### [What to produce]
From the entries below, retype only the lines from the one with "are OR-ed and" through the one with "let mut closure = Closure::default();", exactly as written.

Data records
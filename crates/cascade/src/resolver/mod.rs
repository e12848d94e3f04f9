//! Dependency resolution: from requested roots to the delete closure.
//!
//! The resolver walks the object graph breadth-first from every requested
//! root, following containment and reference links alike, and records the
//! traversal in an arena keyed by [`ObjectRef`]. Entities never carry
//! back-pointers; all parent, child and referrer relations live in the
//! [`ClosureEntry`] table.
//!
//! A root's traversal is staged locally and merged into the closure only if
//! every store read for it succeeded, so a store error or a missing root
//! never affects sibling roots.

pub mod ordering;

use crate::domain::{
    DeleteOutcome, DeleteRequest, Failure, Link, LinkKind, ObjectRef, Ownership, PrincipalId,
    RetainReason,
};
use crate::error::StoreResult;
use crate::storage::GraphStore;
use std::collections::{BTreeMap, BTreeSet, HashMap, VecDeque};

/// A referrer that lies outside the closure and therefore survives.
#[derive(Debug, Clone, Copy, PartialEq, Eq)]
pub struct Referrer {
    /// The referring object
    pub object: ObjectRef,
    /// Its owner, `None` if it vanished while resolving
    pub owner: Option<PrincipalId>,
}

/// Traversal record of one object in the closure.
#[derive(Debug, Clone, PartialEq, Eq)]
pub struct ClosureEntry {
    /// Owner and group at resolution time
    pub ownership: Ownership,

    /// Shortest link distance from any root
    pub depth: usize,

    /// Named directly by a request
    pub requested: bool,

    /// OR of the `force` flags of every request whose traversal reached it
    pub force: bool,

    /// Outgoing links to other closure members
    pub children: Vec<Link>,

    /// Incoming links from other closure members; `target` is the parent
    pub parents: Vec<Link>,

    /// Referrers not in the closure
    pub outside_referrers: Vec<Referrer>,
}

impl ClosureEntry {
    /// In-closure containment children
    pub fn contained(&self) -> impl Iterator<Item = ObjectRef> + '_ {
        self.children
            .iter()
            .filter(|link| link.kind == LinkKind::Containment)
            .map(|link| link.target)
    }

    /// In-closure objects holding a reference to this one
    pub fn referrers(&self) -> impl Iterator<Item = ObjectRef> + '_ {
        self.parents
            .iter()
            .filter(|link| link.kind == LinkKind::Reference)
            .map(|link| link.target)
    }

    /// Returns `true` if the object has in-closure parents and all of them
    /// are referrers.
    #[must_use]
    pub fn reached_only_by_reference(&self) -> bool {
        !self.parents.is_empty()
            && self
                .parents
                .iter()
                .all(|link| link.kind == LinkKind::Reference)
    }
}

/// The full set of objects considered by one delete batch.
#[derive(Debug, Clone, Default)]
pub struct Closure {
    /// Distinct requested roots in request order
    pub roots: Vec<ObjectRef>,

    /// Arena of traversed objects
    pub entries: BTreeMap<ObjectRef, ClosureEntry>,

    /// Roots settled during resolution (absent, or failing store reads)
    pub outcomes: BTreeMap<ObjectRef, DeleteOutcome>,
}

impl Closure {
    /// Entry of an object
    #[must_use]
    pub fn get(&self, object: &ObjectRef) -> Option<&ClosureEntry> {
        self.entries.get(object)
    }

    /// Returns `true` if the object is in the closure
    #[must_use]
    pub fn contains(&self, object: &ObjectRef) -> bool {
        self.entries.contains_key(object)
    }

    /// Number of objects in the closure
    #[must_use]
    pub fn len(&self) -> usize {
        self.entries.len()
    }

    /// Returns `true` if nothing is left to delete
    #[must_use]
    pub fn is_empty(&self) -> bool {
        self.entries.is_empty()
    }

    /// Remove objects and every in-closure link touching them.
    pub fn remove(&mut self, objects: &BTreeSet<ObjectRef>) {
        self.entries.retain(|object, _| !objects.contains(object));
        for entry in self.entries.values_mut() {
            entry.children.retain(|link| !objects.contains(&link.target));
            entry.parents.retain(|link| !objects.contains(&link.target));
        }
    }
}

/// A root request after merging duplicates.
#[derive(Debug, Clone)]
struct RootRequest {
    target: ObjectRef,
    force: bool,
    exclude_child_ids: BTreeSet<i64>,
}

/// Merge requests naming the same root, preserving first-seen order.
fn merge_requests(requests: &[DeleteRequest]) -> Vec<RootRequest> {
    let mut merged: Vec<RootRequest> = Vec::new();
    let mut positions: HashMap<ObjectRef, usize> = HashMap::new();

    for request in requests {
        if let Some(&position) = positions.get(&request.target) {
            let root = &mut merged[position];
            root.force |= request.options.force;
            root.exclude_child_ids
                .extend(request.options.exclude_child_ids.iter().copied());
        } else {
            positions.insert(request.target, merged.len());
            merged.push(RootRequest {
                target: request.target,
                force: request.options.force,
                exclude_child_ids: request.options.exclude_child_ids.clone(),
            });
        }
    }
    merged
}

/// Objects reached by one root, before merging.
#[derive(Debug)]
struct Staged {
    ownership: Ownership,
    depth: usize,
    children: Vec<Link>,
    referrers: Vec<ObjectRef>,
}

/// Outcome of walking one root.
enum Walk {
    Absent,
    Reached(HashMap<ObjectRef, Staged>),
}

async fn walk(store: &dyn GraphStore, root: &RootRequest) -> StoreResult<Walk> {
    let Some(ownership) = store.get_owner_and_group(&root.target).await? else {
        return Ok(Walk::Absent);
    };

    let mut staged: HashMap<ObjectRef, Staged> = HashMap::new();
    let mut queue = VecDeque::from([(root.target, ownership, 0_usize)]);

    while let Some((object, ownership, depth)) = queue.pop_front() {
        if staged.contains_key(&object) {
            continue;
        }

        let mut children = Vec::new();
        for link in store.get_children(&object).await? {
            if root.exclude_child_ids.contains(&link.target.id) {
                tracing::trace!(parent = %object, child = %link.target, "child excluded");
                continue;
            }
            // Rows that vanish mid-traversal are simply not part of the closure
            let Some(child_ownership) = store.get_owner_and_group(&link.target).await? else {
                continue;
            };
            if !staged.contains_key(&link.target) {
                queue.push_back((link.target, child_ownership, depth + 1));
            }
            children.push(link);
        }

        let referrers = store.get_referrers(&object).await?;
        staged.insert(
            object,
            Staged {
                ownership,
                depth,
                children,
                referrers,
            },
        );
    }

    Ok(Walk::Reached(staged))
}

/// Expand requests into the delete closure.
///
/// Requests naming the same root are merged: `force` flags are OR-ed and
/// exclusions unioned. Absent roots are settled as
/// [`RetainReason::NotFound`]; roots whose traversal hits a store error are
/// settled as a storage failure. Neither affects other roots.
pub async fn resolve(store: &dyn GraphStore, requests: &[DeleteRequest]) -> Closure {
    let mut closure = Closure::default();
    let mut referrers: HashMap<ObjectRef, Vec<ObjectRef>> = HashMap::new();

    for root in merge_requests(requests) {
        closure.roots.push(root.target);

        let staged = match walk(store, &root).await {
            Ok(Walk::Reached(staged)) => staged,
            Ok(Walk::Absent) => {
                tracing::debug!(root = %root.target, "requested object not found");
                closure
                    .outcomes
                    .insert(root.target, DeleteOutcome::Retained(RetainReason::NotFound));
                continue;
            }
            Err(error) => {
                tracing::warn!(root = %root.target, %error, "resolution failed");
                closure.outcomes.insert(
                    root.target,
                    DeleteOutcome::Failed(Failure::storage(error.to_string())),
                );
                continue;
            }
        };

        for (object, staged) in staged {
            referrers.insert(object, staged.referrers);
            let entry = closure
                .entries
                .entry(object)
                .or_insert_with(|| ClosureEntry {
                    ownership: staged.ownership,
                    depth: staged.depth,
                    requested: false,
                    force: false,
                    children: Vec::new(),
                    parents: Vec::new(),
                    outside_referrers: Vec::new(),
                });
            entry.depth = entry.depth.min(staged.depth);
            entry.force |= root.force;
            for link in staged.children {
                if !entry.children.contains(&link) {
                    entry.children.push(link);
                }
            }
        }
        if let Some(entry) = closure.entries.get_mut(&root.target) {
            entry.requested = true;
        }
    }

    link_parents(&mut closure);
    record_outside_referrers(store, &mut closure, referrers).await;

    tracing::debug!(
        roots = closure.roots.len(),
        objects = closure.entries.len(),
        "closure resolved"
    );
    closure
}

/// Fill in the reverse of every in-closure child link.
fn link_parents(closure: &mut Closure) {
    let links: Vec<(ObjectRef, Link)> = closure
        .entries
        .iter()
        .flat_map(|(parent, entry)| entry.children.iter().map(move |link| (*parent, *link)))
        .collect();

    for (parent, link) in links {
        if let Some(child) = closure.entries.get_mut(&link.target) {
            child.parents.push(Link {
                target: parent,
                kind: link.kind,
            });
        }
    }
    for entry in closure.entries.values_mut() {
        entry.children.sort_by_key(|link| link.target);
        entry.parents.sort_by_key(|link| link.target);
    }
}

/// Record referrers that are not part of the closure, with their owners.
///
/// Excluded children are not in the closure, so the references they hold
/// keep counting against their targets.
async fn record_outside_referrers(
    store: &dyn GraphStore,
    closure: &mut Closure,
    referrers: HashMap<ObjectRef, Vec<ObjectRef>>,
) {
    let mut owners: HashMap<ObjectRef, Option<PrincipalId>> = HashMap::new();

    for (object, object_referrers) in referrers {
        let mut outside = Vec::new();
        for referrer in object_referrers {
            if closure.contains(&referrer) {
                continue;
            }
            let owner = match owners.get(&referrer) {
                Some(owner) => *owner,
                None => {
                    // An unreadable referrer still counts; only its owner is unknown
                    let owner = store
                        .get_owner_and_group(&referrer)
                        .await
                        .ok()
                        .flatten()
                        .map(|ownership| ownership.owner);
                    owners.insert(referrer, owner);
                    owner
                }
            };
            outside.push(Referrer {
                object: referrer,
                owner,
            });
        }
        if let Some(entry) = closure.entries.get_mut(&object) {
            entry.outside_referrers = outside;
        }
    }
}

### [Result of this task]
/// Requests naming the same root are merged: `force` flags are OR-ed and
/// exclusions unioned. Absent roots are settled as
/// [`RetainReason::NotFound`]; roots whose traversal hits a store error are
/// settled as a storage failure. Neither affects other roots.
pub async fn resolve(store: &dyn GraphStore, requests: &[DeleteRequest]) -> Closure {
    let mut closure = Closure::default();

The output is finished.